- [TASK STATEMENT]: Only a number is expected here: the count of lines in this data where "RequestSetGameScore" occurs.

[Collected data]
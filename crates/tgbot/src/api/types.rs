//! API types
use crate::error::{ApiError, BotError, Result};
use serde::{Deserialize, Serialize, de::DeserializeOwned};
use std::fmt::*;
use tracing::debug;

/// Environment variable name for bot API URL
pub const TELEGRAM_BOT_API_URL: &str = "TELEGRAM_BOT_API_URL";
/// Environment variable name for bot API token
pub const TELEGRAM_BOT_TOKEN: &str = "TELEGRAM_BOT_TOKEN";
/// Public Bot API server, used when [`TELEGRAM_BOT_API_URL`] is not set
pub const DEFAULT_API_URL: &str = "https://api.telegram.org";
/// Telegram rejects `callback_data` longer than this many bytes
pub const MAX_CALLBACK_DATA_LEN: usize = 64;

/// Tracing target of this crate
pub const SERVICE_NAME: &str = "tgbot";
/// Supported API HTTP methods
#[derive(Debug, Default, PartialEq, Eq)]
pub enum HTTPMethod {
    /// Parameters in the query string
    GET,
    /// Parameters as a JSON body
    #[default]
    POST,
}
/// Bot request trait
pub trait BotRequest {
    type Args;

    const METHOD: &'static str;
    const HTTP_METHOD: HTTPMethod = HTTPMethod::POST;
    type ResponseType: Serialize + DeserializeOwned + Debug + Send;
    fn new(args: Self::Args) -> Self;
    fn get_chat_id(&self) -> Option<&ChatId>;
    fn get_inline_message_id(&self) -> Option<&str>;
}
/// Unique identifier of a chat or username of a channel (`@channelusername`)
#[derive(Serialize, Deserialize, Clone, Debug, PartialEq, Eq, Hash)]
#[serde(untagged)]
pub enum ChatId {
    Integer(i64),
    Username(String),
}
/// Telegram user or bot
#[derive(Serialize, Deserialize, Clone, Debug, Default, PartialEq, Eq, Hash)]
pub struct User {
    pub id: i64,
    pub is_bot: bool,
    pub first_name: String,
    #[serde(default, skip_serializing_if = "Option::is_none")]
    pub last_name: Option<String>,
    #[serde(default, skip_serializing_if = "Option::is_none")]
    pub username: Option<String>,
    #[serde(default, skip_serializing_if = "Option::is_none")]
    pub language_code: Option<String>,
}
/// Chat types
#[derive(Serialize, Deserialize, Clone, Copy, Debug, Default, PartialEq, Eq, Hash)]
#[serde(rename_all = "snake_case")]
pub enum ChatType {
    #[default]
    Private,
    Group,
    Supergroup,
    Channel,
}
/// Chat struct
#[derive(Serialize, Deserialize, Clone, Debug, Default, PartialEq, Eq, Hash)]
pub struct Chat {
    pub id: i64,
    #[serde(rename = "type")]
    pub chat_type: ChatType,
    #[serde(default, skip_serializing_if = "Option::is_none")]
    pub title: Option<String>,
    #[serde(default, skip_serializing_if = "Option::is_none")]
    pub username: Option<String>,
    #[serde(default, skip_serializing_if = "Option::is_none")]
    pub first_name: Option<String>,
    #[serde(default, skip_serializing_if = "Option::is_none")]
    pub last_name: Option<String>,
}
/// Chat message
#[derive(Serialize, Deserialize, Clone, Debug, Default, PartialEq)]
pub struct Message {
    pub message_id: i64,
    /// Unix time the message was sent
    #[serde(default)]
    pub date: i64,
    pub chat: Chat,
    #[serde(default, skip_serializing_if = "Option::is_none")]
    pub from: Option<User>,
    #[serde(default, skip_serializing_if = "Option::is_none")]
    pub text: Option<String>,
    #[serde(default, skip_serializing_if = "Option::is_none")]
    pub caption: Option<String>,
    #[serde(default, skip_serializing_if = "Option::is_none")]
    pub edit_date: Option<i64>,
    #[serde(default, skip_serializing_if = "Option::is_none")]
    pub reply_markup: Option<InlineKeyboardMarkup>,
}
/// Inline keyboard attached to a message
#[derive(Serialize, Deserialize, Clone, Debug, PartialEq)]
pub struct InlineKeyboardMarkup {
    pub inline_keyboard: Vec<Vec<InlineKeyboardButton>>,
}
/// Inline keyboard button
/// One of variants must be set:
/// - {`text`, `url`} - link buttons
/// - {`text`, `callback_data`} - buttons with callback
/// - {`text`, `switch_inline_query`} - switch to inline mode
/// - {`text`, `callback_game`} - game launch button
#[derive(Serialize, Deserialize, Clone, Debug, Default, PartialEq)]
pub struct InlineKeyboardButton {
    pub text: String,
    #[serde(default, skip_serializing_if = "Option::is_none")]
    pub url: Option<String>,
    #[serde(default, skip_serializing_if = "Option::is_none")]
    pub callback_data: Option<String>,
    #[serde(default, skip_serializing_if = "Option::is_none")]
    pub switch_inline_query: Option<String>,
    #[serde(default, skip_serializing_if = "Option::is_none")]
    pub switch_inline_query_current_chat: Option<String>,
    #[serde(default, skip_serializing_if = "Option::is_none")]
    pub callback_game: Option<CallbackGame>,
}
/// Placeholder, holds no information
#[derive(Serialize, Deserialize, Clone, Debug, Default, PartialEq, Eq)]
pub struct CallbackGame {}
/// Message text format parse mode
#[derive(Serialize, Deserialize, Clone, Copy, Debug, Default, PartialEq, Eq)]
pub enum ParseMode {
    MarkdownV2,
    #[default]
    HTML,
    Markdown,
}
/// Content of a message to be sent with `editMessageMedia`
#[derive(Serialize, Deserialize, Clone, Debug, PartialEq)]
#[serde(tag = "type", rename_all = "snake_case")]
pub enum InputMedia {
    Photo(InputMediaContent),
    Video(InputMediaContent),
    Animation(InputMediaContent),
    Audio(InputMediaContent),
    Document(InputMediaContent),
}
/// Fields common to every [`InputMedia`] kind
#[derive(Serialize, Deserialize, Clone, Debug, Default, PartialEq)]
pub struct InputMediaContent {
    /// File id on Telegram servers or HTTP URL
    pub media: String,
    #[serde(default, skip_serializing_if = "Option::is_none")]
    pub caption: Option<String>,
    #[serde(default, skip_serializing_if = "Option::is_none")]
    pub parse_mode: Option<ParseMode>,
}
/// One row of the high scores table for a game
#[derive(Serialize, Deserialize, Clone, Debug, PartialEq, Eq)]
pub struct GameHighScore {
    pub position: i64,
    pub user: User,
    pub score: i64,
}
/// Identifier of a message, returned by `copyMessage`
#[derive(Serialize, Deserialize, Clone, Copy, Debug, Default, PartialEq, Eq, Hash)]
pub struct MessageId {
    pub message_id: i64,
}
/// Result of edit methods: the edited [`Message`] for chat messages,
/// `true` for inline messages
#[derive(Serialize, Deserialize, Clone, Debug, PartialEq)]
#[serde(untagged)]
pub enum EditResult {
    Message(Box<Message>),
    Done(bool),
}
// Intermediate structure for deserializing API responses with the "ok" field
#[derive(Serialize, Deserialize, Debug, Clone)]
#[serde(untagged)]
pub enum ApiResponseWrapper<T> {
    Success {
        ok: bool,
        result: T,
    },
    Error {
        ok: bool,
        description: String,
        #[serde(default)]
        error_code: Option<i64>,
    },
}

// Implementation of From for automatic conversion from ApiResponseWrapper to Result
impl<T> std::convert::From<ApiResponseWrapper<T>> for Result<T>
where
    T: Serialize + DeserializeOwned,
{
    fn from(wrapper: ApiResponseWrapper<T>) -> Self {
        match wrapper {
            ApiResponseWrapper::Success { ok, result } => {
                if ok {
                    debug!("Answer is ok, result received");
                    Ok(result)
                } else {
                    debug!("Answer is not ok, but description is not provided");
                    Err(BotError::Api(ApiError {
                        description: "Unspecified error".to_string(),
                        error_code: None,
                    }))
                }
            }
            ApiResponseWrapper::Error {
                ok,
                description,
                error_code,
            } => {
                if ok {
                    debug!("Answer is ok, BUT error description is provided");
                } else {
                    debug!("Answer is NOT ok and error description is provided");
                }
                Err(BotError::Api(ApiError {
                    description,
                    error_code,
                }))
            }
        }
    }
}

impl Message {
    /// Identifier of the chat this message belongs to
    pub fn chat_id(&self) -> i64 {
        self.chat.id
    }
}

impl EditResult {
    /// Edited message, `None` for inline messages
    pub fn message(&self) -> Option<&Message> {
        match self {
            EditResult::Message(msg) => Some(msg),
            EditResult::Done(_) => None,
        }
    }
}

/// Display trait for [`ChatId`]
impl Display for ChatId {
    /// Format [`ChatId`] to string
    fn fmt(&self, f: &mut Formatter) -> std::fmt::Result {
        match self {
            ChatId::Integer(id) => write!(f, "{}", id),
            ChatId::Username(name) => write!(f, "{}", name),
        }
    }
}

impl std::convert::From<i64> for ChatId {
    fn from(id: i64) -> Self {
        ChatId::Integer(id)
    }
}

impl std::convert::From<String> for ChatId {
    fn from(username: String) -> Self {
        ChatId::Username(username)
    }
}

impl std::convert::From<&str> for ChatId {
    fn from(username: &str) -> Self {
        ChatId::Username(username.to_string())
    }
}

/// Default values for [`InlineKeyboardMarkup`]
impl Default for InlineKeyboardMarkup {
    /// Create new [`InlineKeyboardMarkup`] with one empty row
    fn default() -> Self {
        Self {
            inline_keyboard: vec![vec![]],
        }
    }
}

impl Display for ChatType {
    fn fmt(&self, f: &mut Formatter) -> std::fmt::Result {
        match self {
            ChatType::Private => write!(f, "private"),
            ChatType::Group => write!(f, "group"),
            ChatType::Supergroup => write!(f, "supergroup"),
            ChatType::Channel => write!(f, "channel"),
        }
    }
}

#[cfg(test)]
mod tests {
    use super::*;
    use serde_json::json;

    #[test]
    fn test_chat_id_untagged_serde() {
        assert_eq!(serde_json::to_value(ChatId::from(42)).unwrap(), json!(42));
        assert_eq!(
            serde_json::to_value(ChatId::from("@channel")).unwrap(),
            json!("@channel")
        );
        let id: ChatId = serde_json::from_value(json!(-100123)).unwrap();
        assert_eq!(id, ChatId::Integer(-100123));
        let id: ChatId = serde_json::from_value(json!("@name")).unwrap();
        assert_eq!(id, ChatId::Username("@name".to_string()));
    }

    #[test]
    fn test_chat_id_display() {
        assert_eq!(format!("{}", ChatId::Integer(7)), "7");
        assert_eq!(format!("{}", ChatId::from("@abc")), "@abc");
    }

    #[test]
    fn test_user_optional_fields_skipped() {
        let user = User {
            id: 1,
            is_bot: false,
            first_name: "test_user".to_string(),
            ..Default::default()
        };
        let val = serde_json::to_value(&user).unwrap();
        assert_eq!(
            val,
            json!({"id": 1, "is_bot": false, "first_name": "test_user"})
        );
    }

    #[test]
    fn test_user_missing_first_name() {
        let v = serde_json::from_value::<User>(json!({"id": 1, "is_bot": false}));
        assert!(v.is_err());
    }

    #[test]
    fn test_chat_type_serde() {
        let chat: Chat = serde_json::from_value(json!({"id": 4, "type": "supergroup"})).unwrap();
        assert_eq!(chat.chat_type, ChatType::Supergroup);
        assert_eq!(chat.chat_type.to_string(), "supergroup");
        let v = serde_json::from_value::<Chat>(json!({"id": 4, "type": "unknown"}));
        assert!(v.is_err());
    }

    #[test]
    fn test_message_chat_id() {
        let msg: Message = serde_json::from_value(json!({
            "message_id": 3,
            "chat": {"id": 4, "type": "private"},
            "from": {"id": 5, "is_bot": true, "first_name": "bot"}
        }))
        .unwrap();
        assert_eq!(msg.chat_id(), 4);
        assert_eq!(msg.date, 0);
        assert_eq!(msg.from.as_ref().map(|u| u.id), Some(5));
    }

    #[test]
    fn test_message_missing_chat() {
        let v = serde_json::from_value::<Message>(json!({"message_id": 3}));
        assert!(v.is_err());
    }

    #[test]
    fn test_input_media_tagged() {
        let media = InputMedia::Photo(InputMediaContent {
            media: "file_id".to_string(),
            caption: Some("cap".to_string()),
            parse_mode: None,
        });
        let val = serde_json::to_value(&media).unwrap();
        assert_eq!(
            val,
            json!({"type": "photo", "media": "file_id", "caption": "cap"})
        );
        let back: InputMedia = serde_json::from_value(val).unwrap();
        assert_eq!(back, media);
    }

    #[test]
    fn test_parse_mode_serde() {
        assert_eq!(
            serde_json::to_value(ParseMode::MarkdownV2).unwrap(),
            json!("MarkdownV2")
        );
        assert_eq!(serde_json::to_value(ParseMode::HTML).unwrap(), json!("HTML"));
    }

    #[test]
    fn test_edit_result_untagged() {
        let done: EditResult = serde_json::from_value(json!(true)).unwrap();
        assert_eq!(done, EditResult::Done(true));
        assert!(done.message().is_none());

        let edited: EditResult = serde_json::from_value(json!({
            "message_id": 3,
            "date": 1,
            "chat": {"id": 4, "type": "private"},
            "text": "edited"
        }))
        .unwrap();
        assert_eq!(edited.message().map(|m| m.message_id), Some(3));
    }

    #[test]
    fn test_api_response_wrapper_from_ok() {
        let wrapper = ApiResponseWrapper::Success {
            ok: true,
            result: 42u32,
        };
        let res: Result<u32> = wrapper.into();
        assert_eq!(res.unwrap(), 42);
    }

    #[test]
    fn test_api_response_wrapper_not_ok_without_description() {
        let wrapper = ApiResponseWrapper::Success {
            ok: false,
            result: 42u32,
        };
        let res: Result<u32> = wrapper.into();
        assert!(matches!(res, Err(BotError::Api(_))));
    }

    #[test]
    fn test_api_response_wrapper_error() {
        let json = r#"{ "ok": false, "error_code": 400, "description": "Bad Request: chat not found" }"#;
        let r = serde_json::from_str::<ApiResponseWrapper<bool>>(json).unwrap();
        let res: Result<bool> = r.into();
        match res {
            Err(BotError::Api(e)) => {
                assert_eq!(e.error_code, Some(400));
                assert_eq!(e.description, "Bad Request: chat not found");
            }
            other => panic!("Unexpected result: {:?}", other),
        }
    }

    #[test]
    fn test_api_response_wrapper_missing_result() {
        let json = r#"{ "ok": true }"#;
        let v = serde_json::from_str::<ApiResponseWrapper<bool>>(json);
        assert!(v.is_err());
    }

    #[test]
    fn test_keyboard_default_has_one_row() {
        let k = InlineKeyboardMarkup::default();
        assert_eq!(k.inline_keyboard.len(), 1);
        assert!(k.inline_keyboard[0].is_empty());
    }

    #[test]
    fn test_keyboard_button_callback_game_serializes_empty_object() {
        let btn = InlineKeyboardButton {
            text: "play".to_string(),
            callback_game: Some(CallbackGame {}),
            ..Default::default()
        };
        let val = serde_json::to_value(&btn).unwrap();
        assert_eq!(val, json!({"text": "play", "callback_game": {}}));
    }

    #[test]
    fn test_keyboard_missing_inline_keyboard() {
        let v = serde_json::from_str::<InlineKeyboardMarkup>("{}");
        assert!(v.is_err());
    }
}
// Property-based tests for callback queries and the callback data cache
use proptest::prelude::*;
use std::collections::hash_map::DefaultHasher;
use std::hash::{Hash, Hasher};
use tgbot::prelude::*;

fn hash_of<T: Hash>(value: &T) -> u64 {
    let mut hasher = DefaultHasher::new();
    value.hash(&mut hasher);
    hasher.finish()
}

fn query(id: String, chat_instance: String, data: Option<String>, inline: bool) -> CallbackQuery {
    let mut value = serde_json::json!({
        "id": id,
        "from": {"id": 1, "is_bot": false, "first_name": "test_user"},
        "chat_instance": chat_instance,
    });
    if inline {
        value["inline_message_id"] = "inline".into();
    } else {
        value["message"] =
            serde_json::json!({"message_id": 3, "date": 1, "chat": {"id": 4, "type": "private"}});
    }
    if let Some(data) = data {
        value["data"] = data.into();
    }
    serde_json::from_value(value).unwrap()
}

proptest! {
    #[test]
    fn prop_equality_and_hash_only_use_id(
        id in "[a-zA-Z0-9]{1,16}",
        ci_a in ".{0,16}",
        ci_b in ".{0,16}",
        data_a in proptest::option::of(".{0,32}"),
        data_b in proptest::option::of(".{0,32}"),
        inline in any::<bool>(),
    ) {
        let a = query(id.clone(), ci_a, data_a, inline);
        let b = query(id, ci_b, data_b, !inline);
        prop_assert_eq!(&a, &b);
        prop_assert_eq!(hash_of(&a), hash_of(&b));
    }

    #[test]
    fn prop_different_ids_are_unequal(
        id_a in "[a-z]{1,8}",
        id_b in "[A-Z]{1,8}",
    ) {
        let a = query(id_a, "ci".to_string(), None, true);
        let b = query(id_b, "ci".to_string(), None, true);
        prop_assert_ne!(a, b);
    }

    #[test]
    fn prop_to_dict_round_trips(
        id in "[a-zA-Z0-9]{1,16}",
        chat_instance in ".{0,16}",
        data in proptest::option::of("[a-z ]{0,64}"),
        inline in any::<bool>(),
    ) {
        let q = query(id, chat_instance, data, inline);
        let dict = q.to_dict().unwrap();
        prop_assert_eq!(dict.get("message").is_some(), !inline);
        prop_assert_eq!(dict.get("inline_message_id").is_some(), inline);
        let back: CallbackQuery = serde_json::from_value(dict.clone()).unwrap();
        prop_assert_eq!(back.to_dict().unwrap(), dict);
    }

    #[test]
    fn prop_signed_token_fits_and_resolves(
        payload in ".{0,512}",
        chat_id in proptest::option::of(any::<i64>()),
    ) {
        let cache = CallbackDataCache::new("123456:secret", 4, true);
        let token = cache.sign(chat_id, payload.clone()).unwrap();
        prop_assert!(token.len() <= MAX_CALLBACK_DATA_LEN);
        prop_assert_eq!(token.len(), TOKEN_LEN);
        prop_assert_eq!(cache.resolve(&token, chat_id).unwrap(), Resolution::Found(payload));
    }

    #[test]
    fn prop_cache_never_exceeds_maxsize(
        maxsize in 1usize..16,
        payloads in proptest::collection::vec(".{0,8}", 0..64),
    ) {
        let cache = CallbackDataCache::new("secret", maxsize, true);
        let mut tokens = vec![];
        for payload in &payloads {
            tokens.push(cache.sign(None, payload.clone()).unwrap());
            prop_assert!(cache.len() <= maxsize);
        }
        // the newest entries survive
        for token in tokens.iter().rev().take(maxsize) {
            prop_assert!(cache.contains_key(&token[..KEY_LEN]));
        }
    }

    #[test]
    fn prop_appended_data_fails_validation(
        payload in ".{0,32}",
        suffix in "[a-zA-Z0-9]{1,8}",
    ) {
        let cache = CallbackDataCache::new("secret", 4, true);
        let token = cache.sign(Some(1), payload).unwrap();
        let tampered = format!("{}{}", token, suffix);
        prop_assert!(cache.resolve(&tampered, Some(1)).is_err());
    }

    #[test]
    fn prop_short_data_is_never_signed(data in "[ -~]{0,32}") {
        prop_assert!(split_token(&data).is_none());
    }
}
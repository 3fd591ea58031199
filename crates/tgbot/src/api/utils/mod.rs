pub mod keyboard;
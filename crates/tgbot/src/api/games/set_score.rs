//! Set the score of a user in a game method `setGameScore`
//! [More info](https://core.telegram.org/bots/api#setgamescore)
use crate::api::types::*;
bot_api_method! {
    method = "setGameScore",
    request = RequestSetGameScore {
        required {
            user_id: i64,
            score: i64,
        },
        optional {
            force: bool,
            disable_edit_message: bool,
            chat_id: ChatId,
            message_id: i64,
            inline_message_id: String,
        }
    },
    response = EditResult,
}

#[cfg(test)]
mod tests {
    use super::*;
    use serde_json::json;

    #[test]
    fn test_request_set_game_score_serialize() {
        let req = RequestSetGameScore::new((1, 42))
            .with_force(true)
            .with_chat_id(ChatId::from(4))
            .with_message_id(3);
        let val = serde_json::to_value(&req).unwrap();
        assert_eq!(
            val,
            json!({"user_id": 1, "score": 42, "force": true, "chat_id": 4, "message_id": 3})
        );
    }

    #[test]
    fn test_request_set_game_score_missing_score() {
        let val = json!({"user_id": 1});
        assert!(serde_json::from_value::<RequestSetGameScore>(val).is_err());
    }
}
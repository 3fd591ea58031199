//! Stop updating a live location message method `stopMessageLiveLocation`
//! [More info](https://core.telegram.org/bots/api#stopmessagelivelocation)
use crate::api::types::*;
bot_api_method! {
    method = "stopMessageLiveLocation",
    request = RequestStopMessageLiveLocation {
        required {},
        optional {
            chat_id: ChatId,
            message_id: i64,
            inline_message_id: String,
            reply_markup: InlineKeyboardMarkup,
        }
    },
    response = EditResult,
}
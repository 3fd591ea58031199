pub mod callback_data;
pub mod net;
pub mod pending;

use crate::api::types::*;
use crate::error::{BotError, Result};
use async_trait::async_trait;
use callback_data::CallbackDataCache;
use net::ConnectionPool;
use once_cell::sync::OnceCell;
use reqwest::Url;
use serde::Serialize;
use std::fmt;
use std::sync::Arc;
use tracing::debug;

/// Anything able to execute a [`BotRequest`]
///
/// [`Bot`] sends requests over HTTP. Shortcut methods only depend on this
/// trait, so a recording implementation can stand in for the network.
#[async_trait]
pub trait Requester: Send + Sync {
    /// Send `request` and return the decoded `result` field of the response
    async fn send_request<Rq>(&self, request: Rq) -> Result<Rq::ResponseType>
    where
        Rq: BotRequest + Serialize + fmt::Debug + Send + 'static;
}

#[derive(Clone)]
/// Bot class with attributes
/// - `connection_pool`: [`ConnectionPool`] - Pool of HTTP connections for API requests
/// - `token`: [`String`] - Bot API token
/// - `base_api_url`: [`reqwest::Url`] - Base API URL
/// - `callback_data`: [`CallbackDataCache`] - Signed callback data store, if enabled
///
/// [`reqwest::Url`]: https://docs.rs/reqwest/latest/reqwest/struct.Url.html
pub struct Bot {
    pub(crate) connection_pool: OnceCell<ConnectionPool>,
    pub(crate) token: Arc<str>,
    pub(crate) base_api_url: Url,
    pub(crate) callback_data: Option<Arc<CallbackDataCache>>,
}

impl fmt::Debug for Bot {
    fn fmt(&self, f: &mut fmt::Formatter<'_>) -> fmt::Result {
        f.debug_struct("Bot")
            .field("base_api_url", &self.base_api_url.as_str())
            .field("callback_data", &self.callback_data)
            .finish_non_exhaustive()
    }
}

impl Bot {
    /// Creates a new `Bot` from the environment
    ///
    /// Get token from variable `TELEGRAM_BOT_TOKEN`
    ///
    /// Get base url from variable `TELEGRAM_BOT_API_URL`, defaults to [`DEFAULT_API_URL`]
    ///
    /// ## Errors
    /// - `BotError::Config` - token variable is not set
    /// - `BotError::Url` - URL parsing error
    pub fn new() -> Result<Self> {
        debug!("Creating new bot from environment");

        let token = get_env_token()?;
        debug!("Token successfully obtained from environment");

        let base_api_url = get_env_url();
        debug!("API URL: {}", base_api_url);

        Self::with_params(&token, &base_api_url)
    }

    /// Creates a new `Bot` with direct parameters instead of environment variables
    ///
    /// ## Parameters
    /// - `token`: [`String`] - Bot API token
    /// - `api_url`: [`String`] - Base API URL
    ///
    /// ## Errors
    /// - `BotError::Validation` - empty token
    /// - `BotError::Url` - URL parsing error
    ///
    /// ## Example
    /// ```no_run
    /// use tgbot::prelude::*;
    ///
    /// let bot = Bot::with_params("123456:ABC", "https://api.telegram.org")?;
    /// # Ok::<(), BotError>(())
    /// ```
    pub fn with_params(token: &str, api_url: &str) -> Result<Self> {
        debug!("Using provided token and API URL");
        if token.trim().is_empty() {
            return Err(BotError::Validation("Bot token is empty".to_string()));
        }

        let base_api_url = Url::parse(api_url).map_err(BotError::Url)?;
        debug!("API URL successfully parsed");

        Ok(Self {
            connection_pool: OnceCell::new(),
            token: Arc::<str>::from(token),
            base_api_url,
            callback_data: None,
        })
    }

    /// Creates a new bot for the public Bot API server
    pub fn with_default_url(token: &str) -> Result<Self> {
        Self::with_params(token, DEFAULT_API_URL)
    }

    /// Use a custom connection pool, e.g. with different retry settings
    pub fn with_connection_pool(self, pool: ConnectionPool) -> Self {
        Self {
            connection_pool: OnceCell::with_value(pool),
            ..self
        }
    }

    /// Share `cache` with this bot. Incoming callback data is resolved
    /// against it in [`CallbackQuery::de_json`](crate::prelude::CallbackQuery::de_json).
    pub fn with_callback_data_cache(self, cache: Arc<CallbackDataCache>) -> Self {
        Self {
            callback_data: Some(cache),
            ..self
        }
    }

    /// Enable signed callback data with a cache configured from the
    /// `callback_data` config section and signed with the bot token
    pub fn with_arbitrary_callback_data(self) -> Self {
        let cache = CallbackDataCache::from_config(self.token.as_bytes());
        self.with_callback_data_cache(Arc::new(cache))
    }

    /// Signed callback data store, `None` when arbitrary callback data is disabled
    pub fn callback_data_cache(&self) -> Option<&Arc<CallbackDataCache>> {
        self.callback_data.as_ref()
    }

    /// Build `{base_api_url}/bot{token}/{method}` with an optional query string
    ///
    /// ## Errors
    /// - `BotError::Url` - URL parsing error
    pub fn get_parsed_url(&self, method: &str, query: Option<&str>) -> Result<Url> {
        let mut url = self.base_api_url.clone();
        let path = format!(
            "{}/bot{}/{}",
            self.base_api_url.path().trim_end_matches('/'),
            self.token,
            method
        );
        url.set_path(&path);
        url.set_query(query.filter(|q| !q.is_empty()));
        Ok(url)
    }

    /// Send request, get response
    /// - `GET` methods serialize the request with [`serde_url_params::to_string`] into query string
    /// - `POST` methods send the request as a JSON body
    ///
    /// Deserialize response with [`serde_json::from_str`]
    ///
    /// ## Errors
    /// - `BotError::UrlParams` - URL parameters serialization error
    /// - `BotError::Url` - URL parsing error
    /// - `BotError::Network` - network error when sending request
    /// - `BotError::Serialization` - request or response (de)serialization error
    /// - `BotError::Api` - API error when processing request
    #[tracing::instrument(skip(self, message), fields(method = <Rq>::METHOD))]
    pub async fn send_api_request<Rq>(&self, message: Rq) -> Result<<Rq>::ResponseType>
    where
        Rq: BotRequest + Serialize + fmt::Debug,
    {
        debug!("Starting send_api_request");
        match (message.get_chat_id(), message.get_inline_message_id()) {
            (Some(chat_id), _) => debug!("Target chat: {}", chat_id),
            (None, Some(inline_id)) => debug!("Target inline message: {}", inline_id),
            (None, None) => debug!("No chat_id found in message"),
        }

        let pool = self.connection_pool.get_or_init(ConnectionPool::optimized);
        let body = match <Rq>::HTTP_METHOD {
            HTTPMethod::POST => {
                let json = serde_json::to_string(&message)?;
                let url = self.get_parsed_url(<Rq>::METHOD, None)?;
                debug!("Sending POST request");
                pool.post_json(url, json).await?
            }
            HTTPMethod::GET => {
                let query = serde_url_params::to_string(&message)?;
                let url = self.get_parsed_url(<Rq>::METHOD, Some(&query))?;
                debug!("Sending GET request");
                pool.get_text(url).await?
            }
        };

        let response: ApiResponseWrapper<<Rq>::ResponseType> = serde_json::from_str(&body)?;
        response.into()
    }
}

#[async_trait]
impl Requester for Bot {
    async fn send_request<Rq>(&self, request: Rq) -> Result<Rq::ResponseType>
    where
        Rq: BotRequest + Serialize + fmt::Debug + Send + 'static,
    {
        self.send_api_request(request).await
    }
}

fn get_env_token() -> Result<String> {
    std::env::var(TELEGRAM_BOT_TOKEN).map_err(BotError::from)
}

fn get_env_url() -> String {
    std::env::var(TELEGRAM_BOT_API_URL).unwrap_or_else(|_| DEFAULT_API_URL.to_string())
}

- [ANSWER]: 3